Go through the entries that follow and count every line with the string "NoteClassifier". Reply with the number only.
►
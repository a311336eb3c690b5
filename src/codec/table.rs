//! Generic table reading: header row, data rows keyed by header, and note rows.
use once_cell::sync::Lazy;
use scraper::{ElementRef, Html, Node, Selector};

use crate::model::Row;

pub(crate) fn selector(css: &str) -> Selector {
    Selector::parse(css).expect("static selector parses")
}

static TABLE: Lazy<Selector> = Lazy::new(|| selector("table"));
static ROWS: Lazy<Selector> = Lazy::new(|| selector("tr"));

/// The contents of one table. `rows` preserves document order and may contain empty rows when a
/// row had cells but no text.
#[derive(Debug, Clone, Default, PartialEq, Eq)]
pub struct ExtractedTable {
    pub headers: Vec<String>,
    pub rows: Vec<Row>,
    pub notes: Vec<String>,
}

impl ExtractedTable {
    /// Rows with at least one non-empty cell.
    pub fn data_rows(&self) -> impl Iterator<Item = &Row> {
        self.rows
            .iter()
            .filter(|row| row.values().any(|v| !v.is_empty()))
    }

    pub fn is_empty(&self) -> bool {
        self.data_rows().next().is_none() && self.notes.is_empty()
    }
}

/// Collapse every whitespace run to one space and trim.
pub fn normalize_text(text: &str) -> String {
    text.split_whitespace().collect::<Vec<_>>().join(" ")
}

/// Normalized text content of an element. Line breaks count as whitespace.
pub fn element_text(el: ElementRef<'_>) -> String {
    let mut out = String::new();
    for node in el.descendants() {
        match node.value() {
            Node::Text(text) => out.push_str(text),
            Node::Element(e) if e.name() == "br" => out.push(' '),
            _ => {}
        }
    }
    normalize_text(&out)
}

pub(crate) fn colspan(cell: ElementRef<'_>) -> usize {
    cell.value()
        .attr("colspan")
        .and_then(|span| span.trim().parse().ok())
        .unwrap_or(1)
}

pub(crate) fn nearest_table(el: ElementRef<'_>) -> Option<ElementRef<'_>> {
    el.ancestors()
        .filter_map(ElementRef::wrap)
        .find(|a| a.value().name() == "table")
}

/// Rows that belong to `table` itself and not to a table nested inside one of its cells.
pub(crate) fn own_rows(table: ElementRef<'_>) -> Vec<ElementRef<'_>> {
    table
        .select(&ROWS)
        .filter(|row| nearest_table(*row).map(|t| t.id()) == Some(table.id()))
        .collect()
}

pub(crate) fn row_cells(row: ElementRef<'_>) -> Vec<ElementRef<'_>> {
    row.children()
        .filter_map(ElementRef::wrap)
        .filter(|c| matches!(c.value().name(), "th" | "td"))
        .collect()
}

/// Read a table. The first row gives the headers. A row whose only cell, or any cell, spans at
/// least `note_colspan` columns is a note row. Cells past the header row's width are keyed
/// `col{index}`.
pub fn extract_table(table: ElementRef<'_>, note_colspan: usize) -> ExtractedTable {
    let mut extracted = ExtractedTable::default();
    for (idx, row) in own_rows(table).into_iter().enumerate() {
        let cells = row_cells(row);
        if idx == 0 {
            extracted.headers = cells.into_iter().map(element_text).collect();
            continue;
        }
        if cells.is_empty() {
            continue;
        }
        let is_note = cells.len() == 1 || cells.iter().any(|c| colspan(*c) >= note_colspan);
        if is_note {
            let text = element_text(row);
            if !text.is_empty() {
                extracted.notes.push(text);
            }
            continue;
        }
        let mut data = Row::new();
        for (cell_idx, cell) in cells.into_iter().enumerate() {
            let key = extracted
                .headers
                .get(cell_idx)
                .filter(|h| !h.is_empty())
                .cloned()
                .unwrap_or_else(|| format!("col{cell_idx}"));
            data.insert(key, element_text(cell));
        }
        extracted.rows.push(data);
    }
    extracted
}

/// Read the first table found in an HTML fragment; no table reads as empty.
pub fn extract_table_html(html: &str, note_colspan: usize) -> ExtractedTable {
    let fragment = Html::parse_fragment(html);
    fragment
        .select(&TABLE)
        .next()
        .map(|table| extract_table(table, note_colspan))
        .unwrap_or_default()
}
◄
►
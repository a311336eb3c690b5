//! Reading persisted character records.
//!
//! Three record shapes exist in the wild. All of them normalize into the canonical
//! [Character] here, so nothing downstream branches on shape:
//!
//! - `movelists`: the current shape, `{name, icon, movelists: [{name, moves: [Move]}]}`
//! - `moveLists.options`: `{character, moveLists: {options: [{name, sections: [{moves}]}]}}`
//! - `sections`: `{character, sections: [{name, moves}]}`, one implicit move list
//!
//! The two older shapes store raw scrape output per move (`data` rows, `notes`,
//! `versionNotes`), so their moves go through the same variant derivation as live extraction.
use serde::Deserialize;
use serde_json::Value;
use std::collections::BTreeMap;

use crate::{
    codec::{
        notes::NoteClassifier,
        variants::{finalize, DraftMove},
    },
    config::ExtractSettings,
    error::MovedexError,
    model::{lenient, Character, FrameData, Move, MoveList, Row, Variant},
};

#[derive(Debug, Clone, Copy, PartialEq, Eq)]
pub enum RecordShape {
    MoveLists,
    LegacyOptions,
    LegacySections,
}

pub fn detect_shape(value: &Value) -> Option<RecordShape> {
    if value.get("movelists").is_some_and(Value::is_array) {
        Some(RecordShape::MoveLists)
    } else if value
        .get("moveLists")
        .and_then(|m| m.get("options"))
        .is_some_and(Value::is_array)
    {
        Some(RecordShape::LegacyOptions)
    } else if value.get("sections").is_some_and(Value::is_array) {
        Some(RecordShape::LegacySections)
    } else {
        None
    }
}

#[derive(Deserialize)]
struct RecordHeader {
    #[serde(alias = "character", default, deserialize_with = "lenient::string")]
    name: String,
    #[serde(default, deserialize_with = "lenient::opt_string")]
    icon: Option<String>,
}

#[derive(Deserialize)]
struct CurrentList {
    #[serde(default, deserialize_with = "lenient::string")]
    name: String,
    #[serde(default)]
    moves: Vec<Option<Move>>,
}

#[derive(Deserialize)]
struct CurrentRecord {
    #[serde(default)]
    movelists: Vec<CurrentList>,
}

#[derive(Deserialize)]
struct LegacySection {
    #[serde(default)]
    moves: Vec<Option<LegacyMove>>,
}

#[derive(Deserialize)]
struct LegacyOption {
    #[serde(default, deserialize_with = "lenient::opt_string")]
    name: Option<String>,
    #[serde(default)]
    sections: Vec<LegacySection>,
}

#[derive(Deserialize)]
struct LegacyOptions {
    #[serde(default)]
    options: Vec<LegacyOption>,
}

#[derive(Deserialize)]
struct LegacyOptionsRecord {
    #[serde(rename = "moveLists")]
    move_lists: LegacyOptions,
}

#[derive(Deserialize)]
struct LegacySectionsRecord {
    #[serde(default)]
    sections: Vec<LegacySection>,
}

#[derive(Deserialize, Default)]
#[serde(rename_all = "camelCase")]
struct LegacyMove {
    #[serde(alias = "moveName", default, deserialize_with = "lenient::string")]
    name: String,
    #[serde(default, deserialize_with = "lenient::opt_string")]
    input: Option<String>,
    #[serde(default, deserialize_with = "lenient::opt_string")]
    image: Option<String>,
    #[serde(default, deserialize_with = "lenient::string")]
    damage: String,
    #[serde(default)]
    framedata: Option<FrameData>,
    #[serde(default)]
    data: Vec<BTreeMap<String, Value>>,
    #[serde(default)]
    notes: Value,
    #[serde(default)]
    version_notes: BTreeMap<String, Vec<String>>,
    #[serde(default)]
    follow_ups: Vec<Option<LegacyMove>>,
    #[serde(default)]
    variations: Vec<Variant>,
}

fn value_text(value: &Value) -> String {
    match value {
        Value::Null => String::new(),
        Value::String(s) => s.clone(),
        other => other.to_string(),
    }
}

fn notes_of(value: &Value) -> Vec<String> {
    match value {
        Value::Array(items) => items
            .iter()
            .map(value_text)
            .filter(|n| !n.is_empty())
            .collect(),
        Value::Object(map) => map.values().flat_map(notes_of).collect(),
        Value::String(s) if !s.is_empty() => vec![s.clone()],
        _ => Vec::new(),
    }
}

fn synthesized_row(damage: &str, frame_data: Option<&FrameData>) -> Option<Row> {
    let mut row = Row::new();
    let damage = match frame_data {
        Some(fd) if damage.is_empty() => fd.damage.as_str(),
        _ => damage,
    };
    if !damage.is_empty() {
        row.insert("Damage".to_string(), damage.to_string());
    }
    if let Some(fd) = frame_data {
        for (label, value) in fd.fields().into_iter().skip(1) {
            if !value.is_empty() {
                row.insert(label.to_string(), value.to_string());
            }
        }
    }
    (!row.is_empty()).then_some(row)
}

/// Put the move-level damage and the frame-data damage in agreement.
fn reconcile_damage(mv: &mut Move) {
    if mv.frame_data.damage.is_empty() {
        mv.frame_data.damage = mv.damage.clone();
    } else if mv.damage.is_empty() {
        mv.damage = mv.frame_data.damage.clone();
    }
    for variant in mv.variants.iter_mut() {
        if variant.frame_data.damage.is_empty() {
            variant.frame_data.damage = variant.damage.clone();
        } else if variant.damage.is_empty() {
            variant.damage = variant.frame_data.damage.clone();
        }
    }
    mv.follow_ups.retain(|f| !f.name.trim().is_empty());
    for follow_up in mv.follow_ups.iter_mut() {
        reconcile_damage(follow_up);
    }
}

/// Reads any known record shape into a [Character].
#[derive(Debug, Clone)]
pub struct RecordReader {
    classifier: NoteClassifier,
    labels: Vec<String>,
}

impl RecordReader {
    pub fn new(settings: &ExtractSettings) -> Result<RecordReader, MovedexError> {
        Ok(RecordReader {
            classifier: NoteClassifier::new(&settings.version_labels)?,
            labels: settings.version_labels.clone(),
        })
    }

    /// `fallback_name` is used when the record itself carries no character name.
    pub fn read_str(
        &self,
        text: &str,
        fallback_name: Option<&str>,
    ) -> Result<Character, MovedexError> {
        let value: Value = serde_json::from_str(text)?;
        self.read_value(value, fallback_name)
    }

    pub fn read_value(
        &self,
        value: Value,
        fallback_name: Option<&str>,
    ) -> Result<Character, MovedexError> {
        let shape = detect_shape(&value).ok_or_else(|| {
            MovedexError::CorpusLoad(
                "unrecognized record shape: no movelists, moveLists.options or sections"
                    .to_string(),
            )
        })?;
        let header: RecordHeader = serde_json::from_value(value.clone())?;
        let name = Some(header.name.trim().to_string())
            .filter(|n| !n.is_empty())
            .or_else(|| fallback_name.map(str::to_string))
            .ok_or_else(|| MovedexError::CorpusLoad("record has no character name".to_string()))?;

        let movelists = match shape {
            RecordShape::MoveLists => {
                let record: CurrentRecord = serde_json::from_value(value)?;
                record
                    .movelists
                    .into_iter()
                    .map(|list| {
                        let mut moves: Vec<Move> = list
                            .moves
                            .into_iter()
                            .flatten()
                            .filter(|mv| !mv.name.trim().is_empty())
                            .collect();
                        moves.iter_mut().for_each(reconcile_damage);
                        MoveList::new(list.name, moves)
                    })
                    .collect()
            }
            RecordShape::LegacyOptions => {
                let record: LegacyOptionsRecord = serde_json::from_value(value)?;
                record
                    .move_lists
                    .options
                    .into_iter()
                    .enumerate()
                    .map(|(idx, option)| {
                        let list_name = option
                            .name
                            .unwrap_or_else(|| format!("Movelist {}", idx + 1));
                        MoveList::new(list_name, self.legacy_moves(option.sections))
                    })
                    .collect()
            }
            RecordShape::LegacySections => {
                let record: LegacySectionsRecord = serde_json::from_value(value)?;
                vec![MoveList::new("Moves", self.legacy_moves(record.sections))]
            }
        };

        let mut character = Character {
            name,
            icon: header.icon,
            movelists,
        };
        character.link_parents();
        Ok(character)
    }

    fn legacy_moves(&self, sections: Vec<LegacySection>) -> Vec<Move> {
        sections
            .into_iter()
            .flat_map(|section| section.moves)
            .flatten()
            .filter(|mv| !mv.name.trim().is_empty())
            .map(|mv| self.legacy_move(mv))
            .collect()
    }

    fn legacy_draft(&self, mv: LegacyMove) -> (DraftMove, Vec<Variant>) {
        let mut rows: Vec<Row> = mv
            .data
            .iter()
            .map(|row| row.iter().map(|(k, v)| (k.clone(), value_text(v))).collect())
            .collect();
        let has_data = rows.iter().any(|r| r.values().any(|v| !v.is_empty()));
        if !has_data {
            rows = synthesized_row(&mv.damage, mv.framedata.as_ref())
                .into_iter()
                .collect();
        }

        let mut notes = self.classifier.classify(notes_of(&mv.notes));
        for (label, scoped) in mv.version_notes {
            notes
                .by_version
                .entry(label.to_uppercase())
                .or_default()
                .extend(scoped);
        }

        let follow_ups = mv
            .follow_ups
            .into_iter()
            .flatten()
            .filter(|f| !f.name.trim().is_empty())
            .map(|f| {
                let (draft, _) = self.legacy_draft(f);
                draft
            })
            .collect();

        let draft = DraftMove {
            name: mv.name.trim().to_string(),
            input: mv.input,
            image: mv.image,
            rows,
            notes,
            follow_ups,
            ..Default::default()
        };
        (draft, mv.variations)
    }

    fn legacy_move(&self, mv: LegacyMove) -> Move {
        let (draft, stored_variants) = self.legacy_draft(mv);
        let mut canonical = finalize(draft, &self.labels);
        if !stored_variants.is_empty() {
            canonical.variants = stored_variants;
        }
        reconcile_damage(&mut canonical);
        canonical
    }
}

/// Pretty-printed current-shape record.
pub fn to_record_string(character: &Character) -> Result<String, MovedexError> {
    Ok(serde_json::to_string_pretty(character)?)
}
◄
SOLUTION FOR THIS PROBLEM
3